Despite aggressive chemotherapy including mitoxantrone and etoposide, relapse occurs for almost half of children with acute myeloid leukemia (AML). Since both drugs inhibit topoisomerase II and cause DNA double strand breaks, resistance could be achieved by enhanced DNA damage repair (DDR), via homologous recombination (HR) and/or non-homologous end joining (NHEJ). An important source of extrinsic chemoresistance is the bone marrow stroma. We aimed to reveal intrinsic and stroma-induced signaling pathways that contribute to chemoresistance. Sixty diagnostic pediatric AML samples were cultured on or off stromal cells, with or without chemotherapy. We measured apoptosis, DNA damage signaling, and NHEJ/HR pathway activity by FACS analysis of intracellular cleaved PARP, γH2AX, pDNA-PKcs and pATM, respectively. Mitoxantrone strongly increased γH2AX and pDNA-PKcs.

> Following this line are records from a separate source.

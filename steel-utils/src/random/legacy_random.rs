//! `java.util.Random`, used for legacy seeds and the fixed-seed climate noises.

use crate::random::{
    PositionalRandom, Random, RandomSource, RandomSplitter, gaussian::MarsagliaPolarGaussian,
    get_seed, java_string_hash,
};

const MULTIPLIER: i64 = 0x5_DEEC_E66D;
const INCREMENT: i64 = 0xB;
const STATE_BITS: u32 = 48;
const STATE_MASK: i64 = (1 << STATE_BITS) - 1;

/// A 48-bit linear congruential generator.
#[derive(Debug, Clone)]
pub struct LegacyRandom {
    state: i64,
    next_gaussian: Option<f64>,
}

/// Derives LCG streams by xoring a salt into a fixed seed.
#[derive(Debug, Clone)]
pub struct LegacyRandomSplitter {
    seed: i64,
}

impl LegacyRandom {
    /// Creates a generator from a seed, scrambled the way Java does.
    #[must_use]
    pub const fn from_seed(seed: u64) -> Self {
        Self {
            state: (seed as i64 ^ MULTIPLIER) & STATE_MASK,
            next_gaussian: None,
        }
    }

    /// Advances the state and returns its top `bits` bits.
    fn next_bits(&mut self, bits: u32) -> i32 {
        self.state = self
            .state
            .wrapping_mul(MULTIPLIER)
            .wrapping_add(INCREMENT)
            & STATE_MASK;
        (self.state >> (STATE_BITS - bits)) as i32
    }
}

impl MarsagliaPolarGaussian for LegacyRandom {
    fn stored_next_gaussian(&self) -> Option<f64> {
        self.next_gaussian
    }

    fn set_stored_next_gaussian(&mut self, value: Option<f64>) {
        self.next_gaussian = value;
    }
}

impl Random for LegacyRandom {
    fn fork(&mut self) -> Self {
        Self::from_seed(self.next_i64() as u64)
    }

    fn next_i32(&mut self) -> i32 {
        self.next_bits(32)
    }

    fn next_i32_bounded(&mut self, bound: i32) -> i32 {
        if (bound as u32).is_power_of_two() {
            return (i64::from(bound) * i64::from(self.next_bits(31)) >> 31) as i32;
        }
        // Rejects the tail of the range that would bias the remainder.
        loop {
            let bits = self.next_bits(31);
            let value = bits % bound;
            if bits.wrapping_sub(value).wrapping_add(bound - 1) >= 0 {
                return value;
            }
        }
    }

    fn next_i64(&mut self) -> i64 {
        let high = i64::from(self.next_bits(32)) << 32;
        high.wrapping_add(i64::from(self.next_bits(32)))
    }

    fn next_f32(&mut self) -> f32 {
        self.next_bits(24) as f32 / (1 << 24) as f32
    }

    fn next_f64(&mut self) -> f64 {
        let high = i64::from(self.next_bits(26)) << 27;
        let low = i64::from(self.next_bits(27));
        // The game scales by a float literal, not by 2^-53.
        (high + low) as f64 * f64::from(1.110_223e-16_f32)
    }

    fn next_bool(&mut self) -> bool {
        self.next_bits(1) != 0
    }

    fn next_gaussian(&mut self) -> f64 {
        self.calculate_gaussian()
    }

    fn next_positional(&mut self) -> RandomSplitter {
        RandomSplitter::Legacy(LegacyRandomSplitter::new(self.next_i64()))
    }
}

impl LegacyRandomSplitter {
    /// Creates a splitter around a raw seed.
    #[must_use]
    pub const fn new(seed: i64) -> Self {
        Self { seed }
    }

    fn salted(&self, salt: i64) -> RandomSource {
        RandomSource::Legacy(LegacyRandom::from_seed((salt ^ self.seed) as u64))
    }
}

impl PositionalRandom for LegacyRandomSplitter {
    fn at(&self, x: i32, y: i32, z: i32) -> RandomSource {
        self.salted(get_seed(x, y, z))
    }

    fn with_hash_of(&self, name: &str) -> RandomSource {
        self.salted(i64::from(java_string_hash(name)))
    }

    fn with_seed(&self, seed: u64) -> RandomSource {
        RandomSource::Legacy(LegacyRandom::from_seed(seed))
    }
}

#[cfg(test)]
mod tests {
    use super::*;

    /// The first `count` draws of a generator seeded with zero.
    fn draws<T>(count: usize, mut draw: impl FnMut(&mut LegacyRandom) -> T) -> Vec<T> {
        let mut random = LegacyRandom::from_seed(0);
        (0..count).map(|_| draw(&mut random)).collect()
    }

    #[test]
    fn integer_streams_match_java() {
        assert_eq!(
            draws(10, |r| r.next_i32()),
            [
                -1_155_484_576,
                -723_955_400,
                1_033_096_058,
                -1_690_734_402,
                -1_557_280_266,
                1_327_362_106,
                -1_930_858_313,
                502_539_523,
                -1_728_529_858,
                -938_301_587,
            ]
        );
        assert_eq!(
            draws(10, |r| r.next_i64()),
            [
                -4_962_768_465_676_381_896,
                4_437_113_781_045_784_766,
                -6_688_467_811_848_818_630,
                -8_292_973_307_042_192_125,
                -7_423_979_211_207_825_555,
                6_146_794_652_083_548_235,
                7_105_486_291_024_734_541,
                -279_624_296_851_435_688,
                -2_228_689_144_322_150_137,
                -1_083_761_183_081_836_303,
            ]
        );
        assert_eq!(
            draws(10, |r| r.next_bool()),
            [true, true, false, true, true, false, true, false, true, true]
        );
    }

    #[test]
    fn bounded_streams_match_java() {
        assert_eq!(
            draws(10, |r| r.next_i32_bounded(15)),
            [0, 13, 4, 2, 5, 8, 11, 6, 9, 14]
        );
        assert_eq!(draws(10, |r| r.next_i32_bounded(1)), [0; 10]);
        assert_eq!(
            draws(10, |r| r.next_i32_bounded(2)),
            [1, 1, 0, 1, 1, 0, 1, 0, 1, 1]
        );
        assert_eq!(
            draws(10, |r| r.next_i32_between(1, 12)),
            [1, 5, 2, 12, 12, 6, 12, 10, 4, 3]
        );
        assert_eq!(
            draws(10, |r| r.next_i32_between_exclusive(1, 12)),
            [1, 7, 9, 6, 7, 3, 3, 7, 3, 1]
        );
    }

    #[test]
    fn float_streams_match_java() {
        assert_eq!(
            draws(10, |r| r.next_f64()),
            [
                0.730_967_787_376_657,
                0.240_536_415_671_485_87,
                0.637_417_425_350_108_3,
                0.550_437_005_117_633_9,
                0.597_545_277_797_201_8,
                0.333_218_399_476_649_8,
                0.385_189_184_740_718_5,
                0.984_841_540_199_809,
                0.879_182_517_872_480_1,
                0.941_249_179_482_114_4,
            ]
        );
        assert_eq!(
            draws(10, |r| r.next_f32()),
            [
                0.730_967_76,
                0.831_441,
                0.240_536_39,
                0.606_345_2,
                0.637_417_4,
                0.309_050_56,
                0.550_437,
                0.117_006_6,
                0.597_545_27,
                0.781_534_6,
            ]
        );
        assert_eq!(
            draws(10, |r| r.next_gaussian()),
            [
                0.802_533_063_739_030_5,
                -0.901_546_088_417_512_2,
                2.080_920_790_428_163,
                0.763_770_768_436_489_4,
                0.984_574_532_882_512_8,
                -1.683_412_258_767_342_8,
                -0.027_290_262_907_887_285,
                0.115_245_702_862_023_15,
                -0.390_167_041_379_937_74,
                -0.643_388_813_126_449,
            ]
        );
        assert_eq!(
            draws(10, |r| r.triangle(100.0, 50.0)),
            [
                124.521_568_585_258_56,
                104.349_021_011_623_72,
                113.216_343_916_027_6,
                70.017_382_227_045_47,
                96.896_666_919_518_28,
                107.302_840_758_085_41,
                106.168_176_758_131_44,
                79.112_644_826_080_78,
                73.967_216_139_270_62,
                81.724_195_210_806_46,
            ]
        );
    }

    #[test]
    fn positional_streams_match_java() {
        let mut root = LegacyRandom::from_seed(0);
        let RandomSplitter::Legacy(splitter) = root.next_positional() else {
            unreachable!("legacy generators split into legacy splitters");
        };
        assert_eq!(splitter.seed, -4_962_768_465_676_381_896);
        assert_eq!(splitter.with_hash_of("minecraft:offset").next_i32(), 103_436_829);

        let mut root = LegacyRandom::from_seed(0);
        let mut forked = root.fork();
        let splitter = forked.next_positional();
        assert_eq!(splitter.with_hash_of("TEST STRING").next_i32(), -1_170_413_697);
        assert_eq!(splitter.with_seed(10).next_i32(), -1_157_793_070);
        assert_eq!(splitter.at(1, 11, -111).next_i32(), -1_213_890_343);

        assert_eq!(root.next_i32(), 1_033_096_058);
        assert_eq!(forked.next_i32(), -888_301_832);
    }
}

Neither chemotherapy drug induced pATM. DNA-PK inhibition alleviated mitoxantrone resistance for AML cells on and off stromal cells. Regarding stroma-induced signaling pathways, ERK1/2 was most consistently activated in primary AML cells by stromal cells. ERK1/2 inactivation partially restored chemosensitivity to AML cells on stromal cells. Additionally, low stroma-induced STAT3 activity and strong stroma-induced mitoxantrone resistance were associated with inferior clinical outcome. Taken together, the NHEJ DDR and ERK1/2 pathways are potential targets for reducing intrinsic and extrinsic chemotherapy resistance in pediatric AML.